*Your goal:*
Only one stretch of the data is wanted: the line containing "use neospan_mcp_vector::VectorTools;", the line containing "default_value_t = 8000)]", and every line between them, copied exactly.

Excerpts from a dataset
+--

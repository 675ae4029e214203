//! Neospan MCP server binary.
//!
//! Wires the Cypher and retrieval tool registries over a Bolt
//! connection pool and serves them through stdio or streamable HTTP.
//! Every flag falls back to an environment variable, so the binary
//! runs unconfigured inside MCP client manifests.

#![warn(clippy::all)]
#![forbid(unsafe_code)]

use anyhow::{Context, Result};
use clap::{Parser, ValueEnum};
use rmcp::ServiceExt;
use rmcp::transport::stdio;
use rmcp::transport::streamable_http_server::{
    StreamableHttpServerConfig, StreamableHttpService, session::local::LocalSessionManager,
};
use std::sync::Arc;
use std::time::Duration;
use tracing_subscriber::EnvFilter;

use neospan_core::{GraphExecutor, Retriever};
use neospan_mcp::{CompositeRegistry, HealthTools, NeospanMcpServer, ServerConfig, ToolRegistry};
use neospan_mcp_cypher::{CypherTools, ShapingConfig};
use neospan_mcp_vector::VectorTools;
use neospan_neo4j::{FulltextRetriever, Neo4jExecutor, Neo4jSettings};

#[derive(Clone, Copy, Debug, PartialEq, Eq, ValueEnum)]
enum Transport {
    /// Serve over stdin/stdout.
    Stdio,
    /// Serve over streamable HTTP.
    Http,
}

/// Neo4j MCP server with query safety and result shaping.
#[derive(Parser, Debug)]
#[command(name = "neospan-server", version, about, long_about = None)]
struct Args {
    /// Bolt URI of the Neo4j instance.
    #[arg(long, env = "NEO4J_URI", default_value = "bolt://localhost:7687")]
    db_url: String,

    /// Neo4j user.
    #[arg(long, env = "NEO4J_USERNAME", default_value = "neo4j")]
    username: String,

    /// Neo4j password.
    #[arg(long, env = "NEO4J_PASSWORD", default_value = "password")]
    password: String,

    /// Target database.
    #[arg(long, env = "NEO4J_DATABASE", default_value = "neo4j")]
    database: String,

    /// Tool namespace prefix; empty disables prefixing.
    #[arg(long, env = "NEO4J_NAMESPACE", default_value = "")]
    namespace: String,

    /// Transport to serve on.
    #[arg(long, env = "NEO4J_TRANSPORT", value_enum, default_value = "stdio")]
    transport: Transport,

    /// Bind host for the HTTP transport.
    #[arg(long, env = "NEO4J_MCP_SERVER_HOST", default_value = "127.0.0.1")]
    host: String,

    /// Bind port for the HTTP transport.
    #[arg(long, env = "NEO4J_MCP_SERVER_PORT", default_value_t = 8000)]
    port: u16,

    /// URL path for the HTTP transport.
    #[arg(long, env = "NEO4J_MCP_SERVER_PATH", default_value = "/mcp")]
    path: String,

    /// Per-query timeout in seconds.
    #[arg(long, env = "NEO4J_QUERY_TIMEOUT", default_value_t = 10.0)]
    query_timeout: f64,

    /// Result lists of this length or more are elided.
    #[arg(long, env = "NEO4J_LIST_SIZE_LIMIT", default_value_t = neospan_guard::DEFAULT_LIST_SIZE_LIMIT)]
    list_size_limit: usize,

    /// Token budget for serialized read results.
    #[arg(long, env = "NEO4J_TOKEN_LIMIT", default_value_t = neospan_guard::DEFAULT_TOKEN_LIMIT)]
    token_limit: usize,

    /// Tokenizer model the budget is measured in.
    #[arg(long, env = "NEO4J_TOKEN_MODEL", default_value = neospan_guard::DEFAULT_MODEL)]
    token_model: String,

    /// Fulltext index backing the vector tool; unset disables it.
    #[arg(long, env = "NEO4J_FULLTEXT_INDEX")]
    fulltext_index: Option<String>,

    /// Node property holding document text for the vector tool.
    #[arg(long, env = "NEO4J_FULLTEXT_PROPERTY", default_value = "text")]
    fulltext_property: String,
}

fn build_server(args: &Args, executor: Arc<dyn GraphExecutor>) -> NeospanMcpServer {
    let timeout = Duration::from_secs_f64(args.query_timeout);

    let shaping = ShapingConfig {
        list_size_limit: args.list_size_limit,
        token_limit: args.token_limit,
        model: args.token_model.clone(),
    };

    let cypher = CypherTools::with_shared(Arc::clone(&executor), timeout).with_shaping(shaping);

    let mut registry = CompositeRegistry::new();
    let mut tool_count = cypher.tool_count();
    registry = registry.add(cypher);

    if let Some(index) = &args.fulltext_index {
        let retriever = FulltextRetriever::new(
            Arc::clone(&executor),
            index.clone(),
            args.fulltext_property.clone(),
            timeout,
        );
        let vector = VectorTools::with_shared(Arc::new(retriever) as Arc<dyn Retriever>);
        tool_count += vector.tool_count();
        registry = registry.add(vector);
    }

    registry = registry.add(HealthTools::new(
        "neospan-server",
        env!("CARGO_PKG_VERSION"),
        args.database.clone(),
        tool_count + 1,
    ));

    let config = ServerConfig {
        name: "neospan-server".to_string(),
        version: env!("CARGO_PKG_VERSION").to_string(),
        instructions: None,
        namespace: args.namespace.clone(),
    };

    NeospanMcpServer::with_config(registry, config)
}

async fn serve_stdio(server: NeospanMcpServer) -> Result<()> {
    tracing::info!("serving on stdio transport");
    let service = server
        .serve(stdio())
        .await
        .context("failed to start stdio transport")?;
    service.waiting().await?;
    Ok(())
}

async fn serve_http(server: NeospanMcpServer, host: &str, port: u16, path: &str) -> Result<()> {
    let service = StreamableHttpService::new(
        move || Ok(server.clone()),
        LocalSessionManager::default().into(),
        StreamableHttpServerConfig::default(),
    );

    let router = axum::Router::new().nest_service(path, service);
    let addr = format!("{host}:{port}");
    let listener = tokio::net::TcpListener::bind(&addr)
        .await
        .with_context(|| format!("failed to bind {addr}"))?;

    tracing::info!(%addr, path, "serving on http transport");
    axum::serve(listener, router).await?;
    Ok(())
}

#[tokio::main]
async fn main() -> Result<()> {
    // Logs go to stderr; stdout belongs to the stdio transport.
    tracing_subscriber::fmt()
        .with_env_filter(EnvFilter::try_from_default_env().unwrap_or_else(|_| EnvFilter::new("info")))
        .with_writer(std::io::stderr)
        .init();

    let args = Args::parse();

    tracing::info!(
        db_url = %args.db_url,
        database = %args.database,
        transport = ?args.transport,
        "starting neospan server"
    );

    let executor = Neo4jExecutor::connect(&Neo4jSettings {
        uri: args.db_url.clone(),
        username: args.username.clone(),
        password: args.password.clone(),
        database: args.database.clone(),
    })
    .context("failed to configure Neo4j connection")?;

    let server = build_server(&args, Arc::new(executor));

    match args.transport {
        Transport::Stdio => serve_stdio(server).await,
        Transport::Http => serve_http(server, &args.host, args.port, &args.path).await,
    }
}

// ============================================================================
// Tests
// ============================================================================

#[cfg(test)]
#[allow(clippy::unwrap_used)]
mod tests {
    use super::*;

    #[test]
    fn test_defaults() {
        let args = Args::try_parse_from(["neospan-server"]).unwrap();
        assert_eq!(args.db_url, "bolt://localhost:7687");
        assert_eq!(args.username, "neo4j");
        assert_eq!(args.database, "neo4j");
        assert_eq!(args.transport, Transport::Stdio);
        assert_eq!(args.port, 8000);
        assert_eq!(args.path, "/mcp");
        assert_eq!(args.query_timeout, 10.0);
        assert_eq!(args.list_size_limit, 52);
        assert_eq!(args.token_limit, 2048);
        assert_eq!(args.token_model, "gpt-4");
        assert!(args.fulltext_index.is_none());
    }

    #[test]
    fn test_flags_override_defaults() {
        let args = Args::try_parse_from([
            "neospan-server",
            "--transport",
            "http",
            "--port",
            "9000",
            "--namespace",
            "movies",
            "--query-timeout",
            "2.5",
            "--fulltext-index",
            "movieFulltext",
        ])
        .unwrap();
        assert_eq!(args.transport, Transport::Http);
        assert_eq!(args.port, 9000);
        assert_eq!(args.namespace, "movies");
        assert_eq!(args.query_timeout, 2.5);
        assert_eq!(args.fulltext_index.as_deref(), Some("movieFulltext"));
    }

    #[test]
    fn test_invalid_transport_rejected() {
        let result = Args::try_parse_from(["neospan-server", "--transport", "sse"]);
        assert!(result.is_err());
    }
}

+--

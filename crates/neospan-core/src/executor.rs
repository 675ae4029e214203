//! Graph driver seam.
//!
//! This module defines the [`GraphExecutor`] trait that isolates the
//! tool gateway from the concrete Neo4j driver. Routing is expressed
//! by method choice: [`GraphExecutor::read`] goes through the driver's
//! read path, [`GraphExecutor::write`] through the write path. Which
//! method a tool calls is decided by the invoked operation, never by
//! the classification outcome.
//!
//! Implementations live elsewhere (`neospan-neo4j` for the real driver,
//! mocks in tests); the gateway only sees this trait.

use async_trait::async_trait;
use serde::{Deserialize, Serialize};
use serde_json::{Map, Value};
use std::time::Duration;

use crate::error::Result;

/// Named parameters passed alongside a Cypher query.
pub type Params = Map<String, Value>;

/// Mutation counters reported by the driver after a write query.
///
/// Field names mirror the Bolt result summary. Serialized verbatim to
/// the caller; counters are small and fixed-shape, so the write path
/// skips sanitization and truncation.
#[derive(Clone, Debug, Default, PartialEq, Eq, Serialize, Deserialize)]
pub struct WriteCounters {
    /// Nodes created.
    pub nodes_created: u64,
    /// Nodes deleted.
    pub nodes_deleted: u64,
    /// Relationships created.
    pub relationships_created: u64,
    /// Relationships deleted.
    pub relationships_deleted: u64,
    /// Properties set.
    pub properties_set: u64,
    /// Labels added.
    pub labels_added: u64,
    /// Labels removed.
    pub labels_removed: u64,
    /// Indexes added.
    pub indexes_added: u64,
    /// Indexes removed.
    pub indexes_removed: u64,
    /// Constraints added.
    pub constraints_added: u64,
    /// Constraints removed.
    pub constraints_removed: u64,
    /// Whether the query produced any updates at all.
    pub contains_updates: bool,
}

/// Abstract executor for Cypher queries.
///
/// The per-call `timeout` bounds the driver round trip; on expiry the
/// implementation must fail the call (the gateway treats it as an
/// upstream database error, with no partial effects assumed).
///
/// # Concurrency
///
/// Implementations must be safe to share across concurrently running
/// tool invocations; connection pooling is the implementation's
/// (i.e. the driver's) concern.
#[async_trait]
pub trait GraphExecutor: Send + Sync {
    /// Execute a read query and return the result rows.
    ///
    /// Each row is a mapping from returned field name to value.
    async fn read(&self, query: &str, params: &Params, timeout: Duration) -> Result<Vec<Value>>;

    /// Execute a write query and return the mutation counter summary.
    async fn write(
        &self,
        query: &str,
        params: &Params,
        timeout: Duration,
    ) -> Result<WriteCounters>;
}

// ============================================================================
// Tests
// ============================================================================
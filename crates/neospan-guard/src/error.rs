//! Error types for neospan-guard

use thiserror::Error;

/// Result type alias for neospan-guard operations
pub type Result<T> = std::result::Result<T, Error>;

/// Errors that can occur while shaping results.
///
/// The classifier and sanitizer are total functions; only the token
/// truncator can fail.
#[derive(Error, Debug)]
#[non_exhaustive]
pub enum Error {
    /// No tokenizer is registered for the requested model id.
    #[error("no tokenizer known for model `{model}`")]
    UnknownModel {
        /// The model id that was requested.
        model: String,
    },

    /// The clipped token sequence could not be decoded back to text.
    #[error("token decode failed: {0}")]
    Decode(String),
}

+--

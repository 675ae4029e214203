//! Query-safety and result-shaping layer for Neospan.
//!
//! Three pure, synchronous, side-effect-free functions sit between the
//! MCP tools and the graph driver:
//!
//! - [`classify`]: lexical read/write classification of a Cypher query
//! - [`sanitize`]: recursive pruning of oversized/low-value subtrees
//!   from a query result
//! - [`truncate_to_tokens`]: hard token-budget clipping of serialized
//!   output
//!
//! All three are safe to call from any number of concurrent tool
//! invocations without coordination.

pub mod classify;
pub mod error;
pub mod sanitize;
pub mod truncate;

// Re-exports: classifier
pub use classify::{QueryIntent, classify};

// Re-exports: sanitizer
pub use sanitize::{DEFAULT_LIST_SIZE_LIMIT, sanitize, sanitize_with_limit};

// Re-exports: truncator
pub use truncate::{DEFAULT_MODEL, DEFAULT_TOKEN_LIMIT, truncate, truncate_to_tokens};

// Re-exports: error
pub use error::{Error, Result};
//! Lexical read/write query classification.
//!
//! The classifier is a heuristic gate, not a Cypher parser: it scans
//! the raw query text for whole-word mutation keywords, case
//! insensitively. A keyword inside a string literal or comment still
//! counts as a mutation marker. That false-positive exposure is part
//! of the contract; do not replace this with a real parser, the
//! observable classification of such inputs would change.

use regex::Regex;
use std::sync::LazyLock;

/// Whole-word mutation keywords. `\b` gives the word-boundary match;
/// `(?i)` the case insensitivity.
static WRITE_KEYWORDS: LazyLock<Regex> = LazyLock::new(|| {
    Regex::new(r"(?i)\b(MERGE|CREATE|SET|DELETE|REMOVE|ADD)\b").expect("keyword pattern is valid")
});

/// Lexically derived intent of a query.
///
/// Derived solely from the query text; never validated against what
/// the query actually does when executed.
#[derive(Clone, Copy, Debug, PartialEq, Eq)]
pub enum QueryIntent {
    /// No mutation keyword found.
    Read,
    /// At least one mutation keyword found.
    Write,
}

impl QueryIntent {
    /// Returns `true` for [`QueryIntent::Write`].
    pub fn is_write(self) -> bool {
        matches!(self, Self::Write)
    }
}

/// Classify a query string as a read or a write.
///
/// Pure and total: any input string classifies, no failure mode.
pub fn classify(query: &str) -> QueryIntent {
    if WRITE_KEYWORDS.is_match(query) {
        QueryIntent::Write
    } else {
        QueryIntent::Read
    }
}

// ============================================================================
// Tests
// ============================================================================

+--

*Exercise result:*
use neospan_mcp_vector::VectorTools;
use neospan_neo4j::{FulltextRetriever, Neo4jExecutor, Neo4jSettings};

#[derive(Clone, Copy, Debug, PartialEq, Eq, ValueEnum)]
enum Transport {
    /// Serve over stdin/stdout.
    Stdio,
    /// Serve over streamable HTTP.
    Http,
}

/// Neo4j MCP server with query safety and result shaping.
#[derive(Parser, Debug)]
#[command(name = "neospan-server", version, about, long_about = None)]
struct Args {
    /// Bolt URI of the Neo4j instance.
    #[arg(long, env = "NEO4J_URI", default_value = "bolt://localhost:7687")]
    db_url: String,

    /// Neo4j user.
    #[arg(long, env = "NEO4J_USERNAME", default_value = "neo4j")]
    username: String,

    /// Neo4j password.
    #[arg(long, env = "NEO4J_PASSWORD", default_value = "password")]
    password: String,

    /// Target database.
    #[arg(long, env = "NEO4J_DATABASE", default_value = "neo4j")]
    database: String,

    /// Tool namespace prefix; empty disables prefixing.
    #[arg(long, env = "NEO4J_NAMESPACE", default_value = "")]
    namespace: String,

    /// Transport to serve on.
    #[arg(long, env = "NEO4J_TRANSPORT", value_enum, default_value = "stdio")]
    transport: Transport,

    /// Bind host for the HTTP transport.
    #[arg(long, env = "NEO4J_MCP_SERVER_HOST", default_value = "127.0.0.1")]
    host: String,

    /// Bind port for the HTTP transport.
    #[arg(long, env = "NEO4J_MCP_SERVER_PORT", default_value_t = 8000)]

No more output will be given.